Elizabeth Warren unveiled her plans to break up Big Tech in March, arguing that big companies like Apple and Facebook are “throwing around their political power to shape the rules in their favor and throwing around their economic power to snuff out or buy up every potential competitor.”
What Warren doesn’t understand is that her plans to disrupt Wall Street and Big Tech will reduce the number of rich people – and she wants to tax rich people to expand welfare programs.
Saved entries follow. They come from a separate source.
//! Donations Core Library
//!
//! Shared functionality for the donations service:
//! - Configuration resolution and hierarchy
//! - `SQLite` pool helpers and storage errors
//! - SBP payment reference formatting
//! - Common error types

pub mod config;
pub mod db;
pub mod error;
pub mod payment;
pub mod tracing_init;

pub use config::{Config, PaymentConfig, StatusPolicy};
pub use error::{Error, Result};
pub use payment::{PaymentReference, PaymentReferenceFormatter};
/// Maximum number of records a listing returns. Older records are not
/// reachable through the registry.
pub const LIST_LIMIT: i64 = 100;

/// Statuses whose amounts count as received money.
const SETTLED_STATUSES: &[&str] = &["confirmed", "completed"];

#[derive(Debug, thiserror::Error)]
pub enum RegistryError {
    /// No storage location was configured.
    #[error("Database not configured")]
    NotConfigured,

    #[error("Storage unavailable: {0}")]
    Storage(#[from] DatabaseError),

    #[error("Illegal status transition: {from} -> {to}")]
    IllegalTransition { from: String, to: String },
}

/// Whether `from -> to` is a legal move under [`StatusPolicy::Guarded`].
///
/// `pending` may move to `confirmed` or `rejected`. Re-writing the current
/// status (to change only the notes) is always allowed.
pub fn allowed_transition(from: &str, to: &str) -> bool {
    from == to || (from == STATUS_PENDING && matches!(to, "confirmed" | "rejected"))
}

/// Every status from which `to` may be reached, per [`allowed_transition`].
fn allowed_sources(to: &str) -> Vec<&str> {
    let mut sources = vec![to];
    if to != STATUS_PENDING && allowed_transition(STATUS_PENDING, to) {
        sources.push(STATUS_PENDING);
    }
    sources
}

/// Aggregates shown on the admin dashboard.
#[derive(Debug, Clone, Default, PartialEq, Eq, Serialize)]
pub struct DonationSummary {
    pub total: usize,
    pub pending: usize,
    pub by_status: BTreeMap<String, usize>,
    /// Sum of amounts in settled statuses.
    pub revenue: i64,
}

impl DonationSummary {
    pub fn from_records(records: &[DonationRecord]) -> Self {
        let mut summary = Self {
            total: records.len(),
            ..Self::default()
        };
        for record in records {
            *summary.by_status.entry(record.status.clone()).or_default() += 1;
            if SETTLED_STATUSES.contains(&record.status.as_str()) {
                summary.revenue = summary.revenue.saturating_add(record.amount);
            }
        }
        summary.pending = summary.by_status.get(STATUS_PENDING).copied().unwrap_or(0);
        summary
    }
}

#[derive(Clone)]
pub struct DonationRegistry {
    store: Arc<dyn DonationStore>,
    policy: StatusPolicy,
}

impl DonationRegistry {
    pub fn new(store: Arc<dyn DonationStore>, policy: StatusPolicy) -> Self {
        Self { store, policy }
    }

    pub const fn policy(&self) -> StatusPolicy {
        self.policy
    }

    /// The most recent [`LIST_LIMIT`] records, newest first.
    #[instrument(skip(self), fields(op = "List"))]
    pub async fn list(&self) -> Result<Vec<DonationRecord>, RegistryError> {
        self.store
            .list_recent(LIST_LIMIT)
            .await
            .map_err(storage_failure)
    }

    /// Record a new pledge. The status is always `pending`.
    #[instrument(skip(self, donation), fields(op = "Create"))]
    pub async fn create(&self, donation: NewDonation) -> Result<i64, RegistryError> {
        let id = self
            .store
            .insert(&donation, STATUS_PENDING)
            .await
            .map_err(storage_failure)?;

        info!(
            id,
            player = %donation.player_nickname,
            package = %donation.package_name,
            amount = donation.amount,
            "Donation created"
        );
        Ok(id)
    }

    /// Set `status` and `notes` on a record.
    ///
    /// A missing `id` is not an error: nothing is written and the call
    /// succeeds.
    #[instrument(skip(self, notes), fields(op = "UpdateStatus"))]
    pub async fn update_status(
        &self,
        id: i64,
        status: &str,
        notes: &str,
    ) -> Result<(), RegistryError> {
        let touched = match self.policy {
            StatusPolicy::Open => self
                .store
                .update_status(id, status, notes)
                .await
                .map_err(storage_failure)?,
            StatusPolicy::Guarded => self.guarded_update(id, status, notes).await?,
        };

        if touched == 0 {
            warn!(id, "Status update matched no donation");
        } else {
            info!(id, status = %status, "Donation updated");
        }
        Ok(())
    }

    /// Conditional write: the store only touches the row while its status
    /// is still one `status` may be reached from. A zero-row result is then
    /// either a missing id (silent success) or a refused move.
    async fn guarded_update(
        &self,
        id: i64,
        status: &str,
        notes: &str,
    ) -> Result<u64, RegistryError> {
        let touched = self
            .store
            .update_status_from(id, &allowed_sources(status), status, notes)
            .await
            .map_err(storage_failure)?;
        if touched > 0 {
            return Ok(touched);
        }

        match self.store.get(id).await.map_err(storage_failure)? {
            None => Ok(0),
            Some(current) => {
                warn!(id, from = %current.status, to = %status, "Rejected status transition");
                Err(RegistryError::IllegalTransition {
                    from: current.status,
                    to: status.to_string(),
                })
            }
        }
    }

    /// Dashboard aggregates over the same window [`list`](Self::list) returns.
    #[instrument(skip(self), fields(op = "Summary"))]
    pub async fn summary(&self) -> Result<DonationSummary, RegistryError> {
        let records = self.list().await?;
        Ok(DonationSummary::from_records(&records))
    }
}

fn storage_failure(e: DatabaseError) -> RegistryError {
    error!(error = %e, "Storage operation failed");
    RegistryError::Storage(e)
}
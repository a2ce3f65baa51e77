//! `SQLite` storage for the donation registry.
//!
//! Provides the [`DonationStore`] seam and its `SQLite` implementation.

mod db;
mod models;
mod queries;


pub use db::{DatabaseError, DonationDatabase};
pub use models::*;

use async_trait::async_trait;

/// The storage collaborator the registry depends on.
///
/// Each call is one atomic unit; implementations must not hold a connection
/// across calls.
#[async_trait]
pub trait DonationStore: Send + Sync {
    /// Newest `created_at` first, at most `limit` rows.
    async fn list_recent(&self, limit: i64) -> Result<Vec<DonationRecord>, DatabaseError>;

    /// Insert a record with the given status. Returns the assigned id.
    async fn insert(&self, donation: &NewDonation, status: &str) -> Result<i64, DatabaseError>;

    /// Overwrite `status` and `notes`, refreshing `updated_at`.
    /// Returns the number of rows touched (0 when `id` does not exist).
    async fn update_status(&self, id: i64, status: &str, notes: &str)
    -> Result<u64, DatabaseError>;

    /// Like [`update_status`](Self::update_status), but only writes when the
    /// row's current status is one of `from`. The check and the write are a
    /// single statement. Returns the number of rows touched.
    async fn update_status_from(
        &self,
        id: i64,
        from: &[&str],
        status: &str,
        notes: &str,
    ) -> Result<u64, DatabaseError>;

    async fn get(&self, id: i64) -> Result<Option<DonationRecord>, DatabaseError>;
}
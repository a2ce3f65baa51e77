//! Tracing/logging initialization for the donations binaries.

use tracing_subscriber::{EnvFilter, Layer};
use tracing_subscriber::{layer::SubscriberExt, util::SubscriberInitExt};

use crate::error::{Error, Result};

/// Install the global tracing subscriber.
///
/// `RUST_LOG` wins over `default_filter` (e.g. `"donations_server=info"`)
/// when it is set and parses. With `log_json` the output is one JSON object
/// per line, otherwise the human-readable format.
pub fn init_tracing(default_filter: &str, log_json: bool) -> Result<()> {
    let env_filter =
        EnvFilter::try_from_default_env().unwrap_or_else(|_| EnvFilter::new(default_filter));

    let fmt_layer = if log_json {
        tracing_subscriber::fmt::layer().json().boxed()
    } else {
        tracing_subscriber::fmt::layer().with_target(false).boxed()
    };

    tracing_subscriber::registry()
        .with(env_filter)
        .with(fmt_layer)
        .try_init()
        .map_err(|e| Error::Config(format!("Failed to install tracing subscriber: {e}")))
}
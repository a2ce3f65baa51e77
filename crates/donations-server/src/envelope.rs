//! Transport-neutral request/response envelope and operation dispatch.
//!
//! The hosting layer (see [`crate::routes`]) turns whatever arrived on the
//! wire into an [`ApiRequest`] and serialises the [`ApiResponse`] it gets
//! back. Missing or mistyped body fields are coerced to defaults, never
//! rejected.

use std::collections::HashMap;

use serde_json::{Map, Value, json};
use tracing::debug;

use donations_core::PaymentReferenceFormatter;

use crate::registry::{DonationRegistry, RegistryError};
use crate::storage::NewDonation;

/// Operation requested by the caller.
#[derive(Debug, Clone, PartialEq, Eq)]
pub enum Method {
    /// CORS preflight; never touches storage.
    Options,
    ListRecords,
    CreateRecord,
    UpdateRecord,
    ReadPaymentRef,
    ReadSummary,
    Other(String),
}

#[derive(Debug, Clone)]
pub struct ApiRequest {
    pub method: Method,
    pub query: HashMap<String, String>,
    pub body: Option<Value>,
}

impl ApiRequest {
    pub fn new(method: Method) -> Self {
        Self {
            method,
            query: HashMap::new(),
            body: None,
        }
    }

    #[must_use]
    pub fn with_query(mut self, query: HashMap<String, String>) -> Self {
        self.query = query;
        self
    }

    #[must_use]
    pub fn with_body(mut self, body: Value) -> Self {
        self.body = Some(body);
        self
    }

    /// The body as an object; anything else reads as empty.
    fn body_fields(&self) -> Map<String, Value> {
        match &self.body {
            Some(Value::Object(map)) => map.clone(),
            _ => Map::new(),
        }
    }
}

#[derive(Debug, Clone, PartialEq)]
pub struct ApiResponse {
    pub status: u16,
    /// `None` means an empty body.
    pub body: Option<Value>,
}

impl ApiResponse {
    pub const fn empty() -> Self {
        Self {
            status: 200,
            body: None,
        }
    }

    pub const fn json(status: u16, body: Value) -> Self {
        Self {
            status,
            body: Some(body),
        }
    }
}

/// Failures as the caller sees them.
#[derive(Debug, thiserror::Error)]
pub enum ApiError {
    #[error("Method not allowed")]
    UnsupportedMethod,

    #[error(transparent)]
    Registry(#[from] RegistryError),
}

impl ApiError {
    pub const fn status(&self) -> u16 {
        match self {
            Self::UnsupportedMethod => 405,
            Self::Registry(RegistryError::IllegalTransition { .. }) => 409,
            Self::Registry(RegistryError::NotConfigured | RegistryError::Storage(_)) => 500,
        }
    }

    /// Message returned to the caller. Storage details stay in the logs.
    pub fn public_message(&self) -> String {
        match self {
            Self::Registry(RegistryError::Storage(_)) => "Storage unavailable".to_string(),
            other => other.to_string(),
        }
    }
}

impl From<ApiError> for ApiResponse {
    fn from(e: ApiError) -> Self {
        Self::json(e.status(), json!({ "error": e.public_message() }))
    }
}

/// Routes [`ApiRequest`]s to the registry or the payment formatter.
#[derive(Clone)]
pub struct Dispatcher {
    registry: Option<DonationRegistry>,
    formatter: PaymentReferenceFormatter,
}

impl Dispatcher {
    /// `registry` is `None` when no storage location is configured.
    pub const fn new(
        registry: Option<DonationRegistry>,
        formatter: PaymentReferenceFormatter,
    ) -> Self {
        Self {
            registry,
            formatter,
        }
    }

    pub async fn handle(&self, request: ApiRequest) -> ApiResponse {
        debug!(method = ?request.method, "Dispatching request");
        match self.dispatch(&request).await {
            Ok(response) => response,
            Err(e) => e.into(),
        }
    }

    async fn dispatch(&self, request: &ApiRequest) -> Result<ApiResponse, ApiError> {
        match request.method {
            Method::Options => return Ok(ApiResponse::empty()),
            Method::ReadPaymentRef => return Ok(self.payment_reference(request)),
            Method::Other(_) => return Err(ApiError::UnsupportedMethod),
            _ => {}
        }

        let registry = self
            .registry
            .as_ref()
            .ok_or(RegistryError::NotConfigured)?;

        match request.method {
            Method::ListRecords => {
                let donations = registry.list().await?;
                Ok(ApiResponse::json(200, json!({ "donations": donations })))
            }
            Method::CreateRecord => {
                let id = registry.create(new_donation(&request.body_fields())).await?;
                Ok(ApiResponse::json(
                    201,
                    json!({
                        "success": true,
                        "id": id,
                        "message": "Donation created successfully",
                    }),
                ))
            }
            Method::UpdateRecord => {
                let fields = request.body_fields();
                registry
                    .update_status(
                        id_field(&fields),
                        &text_field(&fields, "status"),
                        &text_field(&fields, "notes"),
                    )
                    .await?;
                Ok(ApiResponse::json(
                    200,
                    json!({ "success": true, "message": "Donation updated" }),
                ))
            }
            Method::ReadSummary => {
                let summary = registry.summary().await?;
                Ok(ApiResponse::json(200, json!(summary)))
            }
            Method::Options | Method::ReadPaymentRef | Method::Other(_) => {
                Err(ApiError::UnsupportedMethod)
            }
        }
    }

    fn payment_reference(&self, request: &ApiRequest) -> ApiResponse {
        let amount = request.query.get("amount").map(String::as_str);
        let package = request.query.get("package").map(String::as_str);
        let reference = self.formatter.format(amount, package);
        ApiResponse::json(200, json!(reference))
    }
}

fn new_donation(fields: &Map<String, Value>) -> NewDonation {
    NewDonation {
        player_nickname: text_field(fields, "player_nickname"),
        package_name: text_field(fields, "package_name"),
        amount: amount_field(fields),
        phone: text_field(fields, "phone"),
    }
}

/// Strings as-is, numbers and booleans rendered, anything else empty.
fn text_field(fields: &Map<String, Value>, key: &str) -> String {
    match fields.get(key) {
        Some(Value::String(s)) => s.clone(),
        Some(v @ (Value::Number(_) | Value::Bool(_))) => v.to_string(),
        _ => String::new(),
    }
}

/// Whole-unit amount: integers as-is, fractions rounded, numeric strings
/// parsed; anything else is 0.
#[allow(clippy::cast_possible_truncation)]
fn amount_field(fields: &Map<String, Value>) -> i64 {
    match fields.get("amount") {
        Some(Value::Number(n)) => n
            .as_i64()
            .or_else(|| n.as_f64().filter(|f| f.is_finite()).map(|f| f.round() as i64))
            .unwrap_or(0),
        Some(Value::String(s)) => {
            let s = s.trim();
            s.parse::<i64>()
                .ok()
                .or_else(|| {
                    s.parse::<f64>()
                        .ok()
                        .filter(|f| f.is_finite())
                        .map(|f| f.round() as i64)
                })
                .unwrap_or(0)
        }
        _ => 0,
    }
}

/// Record id; a missing or unusable id becomes 0, which matches no row.
fn id_field(fields: &Map<String, Value>) -> i64 {
    match fields.get("id") {
        Some(Value::Number(n)) => n.as_i64().unwrap_or(0),
        Some(Value::String(s)) => s.trim().parse().unwrap_or(0),
        _ => 0,
    }
}
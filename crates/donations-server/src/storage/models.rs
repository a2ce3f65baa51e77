//! Data models for donation storage.

use serde::{Deserialize, Serialize};

/// Status every new pledge starts in.
pub const STATUS_PENDING: &str = "pending";

/// One pledge. Timestamps are Unix milliseconds set by the storage layer.
#[derive(Debug, Clone, PartialEq, Eq, Serialize, Deserialize, sqlx::FromRow)]
pub struct DonationRecord {
    pub id: i64,
    pub player_nickname: String,
    pub package_name: String,
    pub amount: i64,
    pub status: String,
    pub phone: String,
    pub notes: String,
    pub created_at: i64,
    pub updated_at: i64,
}

/// Caller-supplied fields of a new pledge. Status is not caller-controlled.
#[derive(Debug, Clone, Default, PartialEq, Eq)]
pub struct NewDonation {
    pub player_nickname: String,
    pub package_name: String,
    pub amount: i64,
    pub phone: String,
}
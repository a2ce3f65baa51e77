//! Configuration resolution for the donations service.
//!
//! Implements hierarchical config resolution:
//! 1. Built-in defaults
//! 2. Global config (~/.config/donations/settings.json)
//! 3. Explicit config file (`--config`)
//! 4. Environment variables
//! 5. CLI arguments (applied by the binary, highest priority)

use std::path::{Path, PathBuf};
use std::str::FromStr;

use serde::{Deserialize, Serialize};
use serde_json::Value;
use serde_json::map::Entry;

use crate::error::{Error, Result};

/// Complete service configuration.
#[derive(Debug, Clone, Serialize, Deserialize, Default, PartialEq, Eq)]
pub struct Config {
    #[serde(default)]
    pub server: ServerConfig,
    #[serde(default)]
    pub payment: PaymentConfig,
    #[serde(default)]
    pub registry: RegistryConfig,
}

/// HTTP server and storage location.
#[derive(Debug, Clone, Serialize, Deserialize, PartialEq, Eq)]
#[serde(default)]
pub struct ServerConfig {
    pub addr: String,
    /// `SQLite` file backing the registry. `None` leaves the registry
    /// unconfigured; donation requests then fail with a configuration error.
    pub database_path: Option<PathBuf>,
    pub log_json: bool,
}

impl Default for ServerConfig {
    fn default() -> Self {
        Self {
            addr: "0.0.0.0:8080".to_string(),
            database_path: None,
            log_json: false,
        }
    }
}

/// Payee details used to build SBP transfer references.
#[derive(Debug, Clone, Serialize, Deserialize, PartialEq, Eq)]
#[serde(default)]
pub struct PaymentConfig {
    pub payee_phone: String,
    pub bank_name: String,
    /// Transfer link template; `{amount}` is replaced with the amount.
    pub proxy_template: String,
    /// Package label used when a request names none.
    pub default_package: String,
}

impl Default for PaymentConfig {
    fn default() -> Self {
        Self {
            payee_phone: "+79179231812".to_string(),
            bank_name: "Т-Банк".to_string(),
            proxy_template: "https://qr.nspk.ru/proxyapp?type=01&bank=100000000111&sum={amount}&cur=RUB&crc=1234".to_string(),
            default_package: "Донат".to_string(),
        }
    }
}

/// How status updates are checked before they are written.
#[derive(Debug, Clone, Copy, Default, Serialize, Deserialize, PartialEq, Eq)]
#[serde(rename_all = "lowercase")]
pub enum StatusPolicy {
    /// Any status string overwrites the current one.
    #[default]
    Open,
    /// Only `pending -> confirmed | rejected` moves are accepted.
    Guarded,
}

impl FromStr for StatusPolicy {
    type Err = Error;

    fn from_str(s: &str) -> Result<Self> {
        match s.trim().to_ascii_lowercase().as_str() {
            "open" => Ok(Self::Open),
            "guarded" => Ok(Self::Guarded),
            other => Err(Error::Config(format!("Unknown status policy: {other}"))),
        }
    }
}

/// Donation registry behaviour.
#[derive(Debug, Clone, Default, Serialize, Deserialize, PartialEq, Eq)]
#[serde(default)]
pub struct RegistryConfig {
    pub status_policy: StatusPolicy,
}

/// Load configuration with hierarchical resolution.
///
/// `config_file`, when given, must exist; the global file is optional.
pub fn load_config(config_file: Option<&Path>) -> Result<Config> {
    let mut merged = serde_json::to_value(Config::default())?;

    if let Some(global_path) = global_config_path() {
        if global_path.exists() {
            merge_values(&mut merged, load_config_file(&global_path)?);
        }
    }

    if let Some(path) = config_file {
        merge_values(&mut merged, load_config_file(path)?);
    }

    let mut config: Config = serde_json::from_value(merged)
        .map_err(|e| Error::Config(format!("Invalid configuration: {e}")))?;

    apply_env_overrides(&mut config, |key| std::env::var(key).ok());

    Ok(config)
}

/// Get the global config file path.
pub fn global_config_path() -> Option<PathBuf> {
    dirs::config_dir().map(|p| p.join("donations").join("settings.json"))
}

fn load_config_file(path: &Path) -> Result<Value> {
    let content = std::fs::read_to_string(path).map_err(|e| {
        Error::Config(format!("Failed to read config file {}: {}", path.display(), e))
    })?;
    serde_json::from_str(&content).map_err(|e| {
        Error::Config(format!("Failed to parse config file {}: {}", path.display(), e))
    })
}

/// Deep-merge `overlay` into `base`. Objects merge key by key, anything else
/// replaces. An explicit `null` clears an optional setting.
fn merge_values(base: &mut Value, overlay: Value) {
    match (base, overlay) {
        (Value::Object(base), Value::Object(overlay)) => {
            for (key, value) in overlay {
                match base.entry(key) {
                    Entry::Occupied(mut slot) => merge_values(slot.get_mut(), value),
                    Entry::Vacant(slot) => {
                        slot.insert(value);
                    }
                }
            }
        }
        (slot, value) => *slot = value,
    }
}

/// Apply environment overrides. `lookup` is `std::env::var` in production;
/// unparseable values leave the previous layer in place.
pub fn apply_env_overrides<F>(config: &mut Config, lookup: F)
where
    F: Fn(&str) -> Option<String>,
{
    if let Some(path) = lookup("DONATIONS_DATABASE_PATH").or_else(|| lookup("DATABASE_PATH")) {
        if !path.is_empty() {
            config.server.database_path = Some(PathBuf::from(path));
        }
    }
    if let Some(addr) = lookup("DONATIONS_ADDR") {
        config.server.addr = addr;
    }
    if let Some(val) = lookup("DONATIONS_LOG_JSON") {
        if let Ok(b) = val.parse() {
            config.server.log_json = b;
        }
    }
    if let Some(val) = lookup("SBP_PAYEE_PHONE") {
        config.payment.payee_phone = val;
    }
    if let Some(val) = lookup("SBP_BANK_NAME") {
        config.payment.bank_name = val;
    }
    if let Some(val) = lookup("SBP_PROXY_TEMPLATE") {
        config.payment.proxy_template = val;
    }
    if let Some(val) = lookup("DONATIONS_STATUS_POLICY") {
        if let Ok(policy) = val.parse() {
            config.registry.status_policy = policy;
        }
    }
}

/// Settings given on the command line. Each `Some` replaces the resolved
/// value; `log_json` can only switch JSON logging on.
#[derive(Debug, Clone, Default, PartialEq, Eq)]
pub struct CliOverrides {
    pub addr: Option<String>,
    pub database_path: Option<PathBuf>,
    pub status_policy: Option<StatusPolicy>,
    pub log_json: bool,
}

/// Apply the command-line layer on top of everything else.
pub fn apply_cli_overrides(config: &mut Config, cli: CliOverrides) {
    if let Some(addr) = cli.addr {
        config.server.addr = addr;
    }
    if let Some(path) = cli.database_path {
        config.server.database_path = Some(path);
    }
    if let Some(policy) = cli.status_policy {
        config.registry.status_policy = policy;
    }
    config.server.log_json |= cli.log_json;
}
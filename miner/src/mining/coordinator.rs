use medchain_core::SignatureScheme;
use parking_lot::Mutex;
use rand::seq::SliceRandom;
use rand::Rng;
use std::sync::Arc;
use std::time::Duration;
use tracing::{error, info, warn};

use super::signal::RoundSignal;
use super::template::{ChainView, MempoolInterface};
use super::worker::{BlockBroadcaster, BroadcastOutcome, MiningWorker, WorkerConfig, WorkerOutcome};

/// Upper bound of the random delay between worker launches
const MAX_LAUNCH_STAGGER_MS: u64 = 10;

/// Per-worker results of one round
#[derive(Debug, Clone, Default)]
pub struct RoundSummary {
    /// `(worker_id, outcome)` in launch order
    pub outcomes: Vec<(usize, WorkerOutcome)>,
    /// Workers that failed or panicked
    pub failures: usize,
    /// The round was ended by the wall-clock bound
    pub timed_out: bool,
}

impl RoundSummary {
    /// Gate verdict of the block that decided the round, if any
    pub fn decision(&self) -> Option<(usize, BroadcastOutcome)> {
        self.outcomes.iter().find_map(|(id, outcome)| match outcome {
            WorkerOutcome::Broadcast(b) if *b != BroadcastOutcome::Stale => Some((*id, *b)),
            _ => None,
        })
    }

    pub fn block_accepted(&self) -> bool {
        matches!(self.decision(), Some((_, b)) if b.is_accepted())
    }

    pub fn preempted(&self) -> usize {
        self.outcomes
            .iter()
            .filter(|(_, o)| *o == WorkerOutcome::Preempted)
            .count()
    }
}

/// Runs competitive mining rounds over a fixed set of workers
pub struct Miner {
    workers: Vec<Arc<MiningWorker>>,
    round_timeout: Option<Duration>,
    current_round: Mutex<Option<RoundSignal>>,
}

impl Miner {
    pub fn new(
        num_workers: usize,
        config: WorkerConfig,
        mempool: Arc<dyn MempoolInterface>,
        chain: Arc<dyn ChainView>,
        broadcaster: Arc<dyn BlockBroadcaster>,
        scheme: Arc<dyn SignatureScheme>,
    ) -> Self {
        let workers = (0..num_workers)
            .map(|id| {
                Arc::new(MiningWorker::new(
                    id,
                    config.clone(),
                    Arc::clone(&mempool),
                    Arc::clone(&chain),
                    Arc::clone(&broadcaster),
                    Arc::clone(&scheme),
                ))
            })
            .collect();

        Self {
            workers,
            round_timeout: None,
            current_round: Mutex::new(None),
        }
    }

    /// End any round that runs longer than `timeout`
    pub fn with_round_timeout(mut self, timeout: Duration) -> Self {
        self.round_timeout = Some(timeout);
        self
    }

    pub fn num_workers(&self) -> usize {
        self.workers.len()
    }

    /// Run one round to completion.
    ///
    /// Every worker gets the same fresh signal. Workers start in a random
    /// order with a short random gap between launches, and the round is over
    /// once all of them have returned.
    pub async fn run_round(&self) -> RoundSummary {
        let signal = RoundSignal::new();
        *self.current_round.lock() = Some(signal.clone());

        let launches: Vec<(usize, Duration)> = {
            let mut rng = rand::thread_rng();
            let mut order: Vec<usize> = (0..self.workers.len()).collect();
            order.shuffle(&mut rng);
            order
                .into_iter()
                .map(|id| (id, Duration::from_millis(rng.gen_range(1..=MAX_LAUNCH_STAGGER_MS))))
                .collect()
        };

        let timer = self.round_timeout.map(|timeout| {
            let signal = signal.clone();
            tokio::spawn(async move {
                tokio::time::sleep(timeout).await;
                signal.set()
            })
        });

        let mut handles = Vec::with_capacity(launches.len());
        for (id, stagger) in launches {
            let worker = Arc::clone(&self.workers[id]);
            let worker_signal = signal.clone();
            handles.push((id, tokio::task::spawn_blocking(move || worker.run(&worker_signal))));
            info!(worker = id, "Started Miner {}", id);
            tokio::time::sleep(stagger).await;
        }

        let mut summary = RoundSummary::default();
        for (id, handle) in handles {
            match handle.await {
                Ok(Ok(outcome)) => summary.outcomes.push((id, outcome)),
                Ok(Err(e)) => {
                    error!(worker = id, error = %e, "Mining worker failed");
                    summary.failures += 1;
                }
                Err(e) => {
                    error!(worker = id, error = %e, "Mining task error");
                    summary.failures += 1;
                }
            }
        }

        if let Some(timer) = timer {
            timer.abort();
            summary.timed_out = matches!(timer.await, Ok(true));
            if summary.timed_out {
                warn!("Mining round ended by timeout");
            }
        }

        signal.set();
        *self.current_round.lock() = None;
        summary
    }

    /// Cancel the round in progress, if any
    pub fn stop(&self) {
        if let Some(signal) = self.current_round.lock().as_ref() {
            if signal.set() {
                info!("Mining stopped");
            }
        }
    }
}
Furthermore, explains Zuckerberg, breaking up Big Tech won’t solve any issues because it will weaken the companies that are big enough to fight for change:
“It doesn’t make election interference less likely. It makes it more likely because now the companies can’t coordinate and work together. It doesn’t make any of the hate speech or issues like that less likely. It makes it more likely because now…all the processes that we’re putting in place and investing in, now we’re more fragmented.”
During the Q&A, Zuckerberg also discussed the rise of Chinese app TikTok and his plans to compete with it – including a standalone app called “Lasso” and changes to Instagram.
“I think we have time to learn and understand and get ahead of the trend,” said Zuckerberg of TikTok. “It is growing, but they’re spending a huge amount of money promoting it. What we’ve found is that their retention is actually not that strong after they stop advertising. So the space is still fairly nascent, and there’s time for us to kind of figure out what we want to do here.”
In the meantime, Senator Josh Hawley (R-MO) is working on a bill that would ban autoplay, limitless scrolling, and other features that make social media addicting. Last month, Hawley asked Zuckerberg to prove his commitment to competition and privacy by selling WhatsApp and Instagram and allowing a third-party audit on censorship. He refused.
Hawley is also working on a bill that would remove certain liability protections from tech companies if they fail to prove they are politically neutral.
Facebook also faces major antitrust investigations by state attorneys general and the FTC.
Author’s Note: Mark Zuckerberg could turn out to be an unwitting GOP ally. He obviously hates Warren, he has the resources to fight her, and he is going to crush TikTok (which we recently learned is a Chinese propaganda tool).